:: What this task involves ::
Go through the material below and return each line with the string "UntypedAction" in it.

:: The data ::

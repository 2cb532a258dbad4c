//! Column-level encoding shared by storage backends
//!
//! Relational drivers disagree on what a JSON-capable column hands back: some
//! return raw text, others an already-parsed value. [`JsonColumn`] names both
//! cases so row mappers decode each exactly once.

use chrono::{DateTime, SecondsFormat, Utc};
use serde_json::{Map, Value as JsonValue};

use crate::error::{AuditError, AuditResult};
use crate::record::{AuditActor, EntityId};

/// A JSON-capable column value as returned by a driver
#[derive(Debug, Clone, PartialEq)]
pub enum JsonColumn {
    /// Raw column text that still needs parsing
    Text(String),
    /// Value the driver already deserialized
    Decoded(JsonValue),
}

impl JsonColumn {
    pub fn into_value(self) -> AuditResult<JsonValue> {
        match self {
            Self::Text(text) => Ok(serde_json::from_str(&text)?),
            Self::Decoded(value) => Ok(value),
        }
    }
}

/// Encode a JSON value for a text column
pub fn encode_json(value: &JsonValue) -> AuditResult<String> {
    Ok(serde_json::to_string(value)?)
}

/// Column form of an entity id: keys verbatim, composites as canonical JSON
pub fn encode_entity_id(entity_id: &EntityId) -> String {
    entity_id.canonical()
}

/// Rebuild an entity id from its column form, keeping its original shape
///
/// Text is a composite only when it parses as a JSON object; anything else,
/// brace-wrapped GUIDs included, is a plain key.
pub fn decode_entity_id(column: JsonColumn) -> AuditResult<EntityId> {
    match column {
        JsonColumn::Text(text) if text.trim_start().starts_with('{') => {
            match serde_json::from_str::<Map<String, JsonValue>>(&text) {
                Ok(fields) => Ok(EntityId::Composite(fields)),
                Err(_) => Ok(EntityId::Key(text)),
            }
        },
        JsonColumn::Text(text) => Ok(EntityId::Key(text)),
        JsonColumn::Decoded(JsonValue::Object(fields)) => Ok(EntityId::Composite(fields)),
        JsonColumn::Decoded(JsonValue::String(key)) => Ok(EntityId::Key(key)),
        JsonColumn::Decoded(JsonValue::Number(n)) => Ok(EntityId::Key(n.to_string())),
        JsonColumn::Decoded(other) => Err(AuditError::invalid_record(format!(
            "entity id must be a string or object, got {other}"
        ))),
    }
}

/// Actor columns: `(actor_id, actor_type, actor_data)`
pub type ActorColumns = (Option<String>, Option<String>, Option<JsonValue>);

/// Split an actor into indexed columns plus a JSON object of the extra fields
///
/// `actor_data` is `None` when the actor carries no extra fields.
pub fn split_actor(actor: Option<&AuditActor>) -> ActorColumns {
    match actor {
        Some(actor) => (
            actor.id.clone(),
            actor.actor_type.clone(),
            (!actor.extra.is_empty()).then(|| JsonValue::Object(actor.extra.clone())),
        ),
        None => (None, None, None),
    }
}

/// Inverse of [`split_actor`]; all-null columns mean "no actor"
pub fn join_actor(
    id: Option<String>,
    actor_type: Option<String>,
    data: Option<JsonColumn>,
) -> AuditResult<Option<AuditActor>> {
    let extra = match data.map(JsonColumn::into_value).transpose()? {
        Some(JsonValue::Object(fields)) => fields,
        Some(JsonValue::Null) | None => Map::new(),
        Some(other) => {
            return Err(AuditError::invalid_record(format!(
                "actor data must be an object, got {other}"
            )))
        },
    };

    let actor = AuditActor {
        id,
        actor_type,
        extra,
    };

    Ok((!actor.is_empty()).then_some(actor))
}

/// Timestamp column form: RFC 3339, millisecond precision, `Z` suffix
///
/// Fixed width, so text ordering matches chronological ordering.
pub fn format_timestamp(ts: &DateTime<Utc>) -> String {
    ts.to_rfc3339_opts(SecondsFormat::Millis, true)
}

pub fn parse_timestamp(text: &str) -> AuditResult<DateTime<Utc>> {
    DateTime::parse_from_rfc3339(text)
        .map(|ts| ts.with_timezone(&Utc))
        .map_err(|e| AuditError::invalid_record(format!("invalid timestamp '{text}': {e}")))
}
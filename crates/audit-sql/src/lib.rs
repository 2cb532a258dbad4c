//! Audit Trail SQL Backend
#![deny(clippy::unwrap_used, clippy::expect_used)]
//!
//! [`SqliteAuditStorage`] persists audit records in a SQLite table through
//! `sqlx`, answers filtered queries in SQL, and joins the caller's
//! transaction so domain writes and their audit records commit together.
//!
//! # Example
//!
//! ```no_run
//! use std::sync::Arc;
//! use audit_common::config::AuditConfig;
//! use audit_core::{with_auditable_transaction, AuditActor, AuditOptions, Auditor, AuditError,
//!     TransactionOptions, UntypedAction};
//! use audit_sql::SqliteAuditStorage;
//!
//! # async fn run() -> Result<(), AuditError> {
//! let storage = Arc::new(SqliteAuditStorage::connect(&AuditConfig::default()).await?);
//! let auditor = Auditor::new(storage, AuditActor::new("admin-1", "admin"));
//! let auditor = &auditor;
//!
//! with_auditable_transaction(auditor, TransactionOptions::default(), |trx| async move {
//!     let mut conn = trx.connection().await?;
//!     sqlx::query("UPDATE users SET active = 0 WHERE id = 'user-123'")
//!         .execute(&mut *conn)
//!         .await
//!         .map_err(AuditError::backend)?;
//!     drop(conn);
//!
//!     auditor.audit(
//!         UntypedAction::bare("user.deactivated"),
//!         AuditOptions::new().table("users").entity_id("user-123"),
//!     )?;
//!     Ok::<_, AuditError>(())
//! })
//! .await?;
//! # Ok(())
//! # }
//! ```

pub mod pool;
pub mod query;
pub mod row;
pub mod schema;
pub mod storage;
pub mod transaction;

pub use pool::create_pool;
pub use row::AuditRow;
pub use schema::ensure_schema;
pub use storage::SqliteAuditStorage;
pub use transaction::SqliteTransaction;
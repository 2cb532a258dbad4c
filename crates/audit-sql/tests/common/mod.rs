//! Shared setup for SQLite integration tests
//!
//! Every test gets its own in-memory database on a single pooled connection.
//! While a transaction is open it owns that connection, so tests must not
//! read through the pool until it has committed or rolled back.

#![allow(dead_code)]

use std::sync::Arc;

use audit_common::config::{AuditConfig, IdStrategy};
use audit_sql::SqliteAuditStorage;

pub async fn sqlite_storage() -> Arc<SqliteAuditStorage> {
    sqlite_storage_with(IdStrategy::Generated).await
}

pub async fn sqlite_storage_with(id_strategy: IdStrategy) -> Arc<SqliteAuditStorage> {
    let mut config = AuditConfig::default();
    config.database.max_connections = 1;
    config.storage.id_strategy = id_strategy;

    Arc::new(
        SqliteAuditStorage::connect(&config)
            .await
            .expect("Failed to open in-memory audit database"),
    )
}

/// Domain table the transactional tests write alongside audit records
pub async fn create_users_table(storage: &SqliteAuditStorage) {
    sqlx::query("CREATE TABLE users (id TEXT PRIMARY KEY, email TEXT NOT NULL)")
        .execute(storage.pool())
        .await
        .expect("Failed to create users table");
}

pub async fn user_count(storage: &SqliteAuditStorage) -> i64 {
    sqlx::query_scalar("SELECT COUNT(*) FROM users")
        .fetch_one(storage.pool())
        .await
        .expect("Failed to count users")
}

--

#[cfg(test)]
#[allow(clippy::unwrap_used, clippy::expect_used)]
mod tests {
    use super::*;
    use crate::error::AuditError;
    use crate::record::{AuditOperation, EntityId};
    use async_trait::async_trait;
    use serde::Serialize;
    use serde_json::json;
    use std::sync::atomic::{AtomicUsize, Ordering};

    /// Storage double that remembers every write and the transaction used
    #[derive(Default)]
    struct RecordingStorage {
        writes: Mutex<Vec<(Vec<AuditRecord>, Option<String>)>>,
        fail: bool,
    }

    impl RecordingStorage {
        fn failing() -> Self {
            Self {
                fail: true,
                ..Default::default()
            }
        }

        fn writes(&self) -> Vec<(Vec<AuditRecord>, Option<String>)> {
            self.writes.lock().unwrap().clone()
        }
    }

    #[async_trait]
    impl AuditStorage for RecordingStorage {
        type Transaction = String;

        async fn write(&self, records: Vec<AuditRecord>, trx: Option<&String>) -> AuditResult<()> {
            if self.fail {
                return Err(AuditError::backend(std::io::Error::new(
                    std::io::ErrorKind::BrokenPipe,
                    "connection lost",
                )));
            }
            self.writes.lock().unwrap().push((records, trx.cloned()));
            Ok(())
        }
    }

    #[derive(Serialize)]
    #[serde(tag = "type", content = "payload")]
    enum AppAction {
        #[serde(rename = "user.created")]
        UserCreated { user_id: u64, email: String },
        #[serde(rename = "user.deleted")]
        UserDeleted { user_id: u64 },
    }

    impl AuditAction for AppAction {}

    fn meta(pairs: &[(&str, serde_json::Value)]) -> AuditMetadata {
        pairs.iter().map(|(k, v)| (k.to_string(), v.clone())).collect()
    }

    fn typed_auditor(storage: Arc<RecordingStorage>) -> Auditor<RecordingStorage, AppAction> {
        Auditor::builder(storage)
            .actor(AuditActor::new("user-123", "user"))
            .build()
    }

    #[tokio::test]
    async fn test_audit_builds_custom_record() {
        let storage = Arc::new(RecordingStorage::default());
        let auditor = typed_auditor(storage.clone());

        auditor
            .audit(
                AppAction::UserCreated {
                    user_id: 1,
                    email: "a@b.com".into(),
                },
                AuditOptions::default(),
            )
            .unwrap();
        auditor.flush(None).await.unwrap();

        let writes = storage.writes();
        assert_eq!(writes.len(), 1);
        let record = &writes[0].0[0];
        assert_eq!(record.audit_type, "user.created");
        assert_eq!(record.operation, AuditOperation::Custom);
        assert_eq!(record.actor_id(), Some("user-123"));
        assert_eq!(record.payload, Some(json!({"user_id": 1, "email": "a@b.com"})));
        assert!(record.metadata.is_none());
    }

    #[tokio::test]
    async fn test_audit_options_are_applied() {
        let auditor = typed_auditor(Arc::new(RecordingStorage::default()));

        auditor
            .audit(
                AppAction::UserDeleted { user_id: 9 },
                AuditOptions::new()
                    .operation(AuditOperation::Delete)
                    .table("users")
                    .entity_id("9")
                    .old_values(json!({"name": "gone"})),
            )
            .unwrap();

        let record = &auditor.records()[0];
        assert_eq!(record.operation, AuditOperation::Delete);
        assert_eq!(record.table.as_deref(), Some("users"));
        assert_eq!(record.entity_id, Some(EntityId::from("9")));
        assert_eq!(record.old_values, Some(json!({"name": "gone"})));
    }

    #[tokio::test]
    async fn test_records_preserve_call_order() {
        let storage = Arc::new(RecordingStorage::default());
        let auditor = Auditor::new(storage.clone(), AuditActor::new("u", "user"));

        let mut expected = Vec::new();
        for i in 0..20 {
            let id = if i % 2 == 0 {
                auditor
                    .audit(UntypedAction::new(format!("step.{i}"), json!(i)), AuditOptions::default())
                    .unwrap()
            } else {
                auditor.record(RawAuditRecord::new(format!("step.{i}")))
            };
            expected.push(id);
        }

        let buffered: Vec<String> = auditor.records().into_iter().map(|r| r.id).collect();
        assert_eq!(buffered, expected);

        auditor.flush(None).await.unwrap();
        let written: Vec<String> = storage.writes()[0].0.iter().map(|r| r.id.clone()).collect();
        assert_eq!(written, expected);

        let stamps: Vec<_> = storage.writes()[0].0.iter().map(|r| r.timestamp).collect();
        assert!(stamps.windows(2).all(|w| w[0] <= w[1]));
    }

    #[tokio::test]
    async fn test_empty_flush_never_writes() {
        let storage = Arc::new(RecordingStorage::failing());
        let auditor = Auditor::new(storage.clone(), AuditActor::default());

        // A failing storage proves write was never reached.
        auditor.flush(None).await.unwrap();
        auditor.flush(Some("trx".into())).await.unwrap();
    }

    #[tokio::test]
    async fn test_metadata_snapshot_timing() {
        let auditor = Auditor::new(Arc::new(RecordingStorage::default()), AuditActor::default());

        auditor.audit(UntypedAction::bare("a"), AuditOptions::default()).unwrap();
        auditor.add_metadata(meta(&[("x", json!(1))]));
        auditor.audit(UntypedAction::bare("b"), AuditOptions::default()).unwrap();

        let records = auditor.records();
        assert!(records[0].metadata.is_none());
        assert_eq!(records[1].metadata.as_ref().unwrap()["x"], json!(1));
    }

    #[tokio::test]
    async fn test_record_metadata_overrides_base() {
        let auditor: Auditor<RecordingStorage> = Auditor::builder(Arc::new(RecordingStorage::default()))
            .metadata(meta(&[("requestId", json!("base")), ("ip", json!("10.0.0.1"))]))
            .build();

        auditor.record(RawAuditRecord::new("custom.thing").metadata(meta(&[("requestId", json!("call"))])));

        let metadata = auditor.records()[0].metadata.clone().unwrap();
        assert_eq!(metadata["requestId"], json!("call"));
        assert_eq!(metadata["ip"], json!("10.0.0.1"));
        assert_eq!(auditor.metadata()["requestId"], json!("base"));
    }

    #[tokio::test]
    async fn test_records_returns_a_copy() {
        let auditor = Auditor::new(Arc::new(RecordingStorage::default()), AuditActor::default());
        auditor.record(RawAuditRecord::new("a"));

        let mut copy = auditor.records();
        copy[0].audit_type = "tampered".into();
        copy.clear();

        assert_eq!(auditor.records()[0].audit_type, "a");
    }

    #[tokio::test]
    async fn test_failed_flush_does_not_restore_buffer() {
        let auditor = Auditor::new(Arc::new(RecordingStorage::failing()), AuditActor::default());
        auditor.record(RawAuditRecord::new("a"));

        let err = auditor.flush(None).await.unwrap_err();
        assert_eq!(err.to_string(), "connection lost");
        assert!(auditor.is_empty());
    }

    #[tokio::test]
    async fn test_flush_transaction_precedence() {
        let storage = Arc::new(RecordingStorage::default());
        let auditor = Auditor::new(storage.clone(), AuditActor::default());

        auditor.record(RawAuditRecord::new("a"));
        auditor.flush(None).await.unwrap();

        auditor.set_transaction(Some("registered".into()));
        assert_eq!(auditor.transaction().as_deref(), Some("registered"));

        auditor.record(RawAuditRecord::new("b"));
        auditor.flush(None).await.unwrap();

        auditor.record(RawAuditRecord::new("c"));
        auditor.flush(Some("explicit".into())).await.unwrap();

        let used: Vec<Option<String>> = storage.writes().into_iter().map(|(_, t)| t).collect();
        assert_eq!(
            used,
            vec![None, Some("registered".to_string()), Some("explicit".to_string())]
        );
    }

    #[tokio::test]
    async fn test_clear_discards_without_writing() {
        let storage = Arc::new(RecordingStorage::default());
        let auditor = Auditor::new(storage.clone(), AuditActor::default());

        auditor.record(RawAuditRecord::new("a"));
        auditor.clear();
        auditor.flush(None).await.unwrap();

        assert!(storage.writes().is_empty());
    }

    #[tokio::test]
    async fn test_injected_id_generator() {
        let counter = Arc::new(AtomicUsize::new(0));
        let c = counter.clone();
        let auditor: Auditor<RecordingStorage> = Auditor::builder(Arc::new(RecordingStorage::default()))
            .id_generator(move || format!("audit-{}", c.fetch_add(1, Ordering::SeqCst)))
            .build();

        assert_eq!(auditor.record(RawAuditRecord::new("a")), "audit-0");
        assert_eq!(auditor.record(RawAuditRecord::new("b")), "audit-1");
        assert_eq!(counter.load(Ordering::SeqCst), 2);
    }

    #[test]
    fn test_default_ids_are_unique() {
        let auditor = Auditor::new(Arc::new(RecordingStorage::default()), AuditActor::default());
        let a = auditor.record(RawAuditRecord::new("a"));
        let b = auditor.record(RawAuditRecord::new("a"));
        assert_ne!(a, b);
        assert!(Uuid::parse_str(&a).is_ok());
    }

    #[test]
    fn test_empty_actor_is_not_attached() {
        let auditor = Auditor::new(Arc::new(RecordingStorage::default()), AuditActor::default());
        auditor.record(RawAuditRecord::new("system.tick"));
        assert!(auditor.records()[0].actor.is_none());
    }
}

:: Solution for this problem ::
//!     TransactionOptions, UntypedAction};
//!         UntypedAction::bare("user.deactivated"),
                    .audit(UntypedAction::new(format!("step.{i}"), json!(i)), AuditOptions::default())
        auditor.audit(UntypedAction::bare("a"), AuditOptions::default()).unwrap();
        auditor.audit(UntypedAction::bare("b"), AuditOptions::default()).unwrap();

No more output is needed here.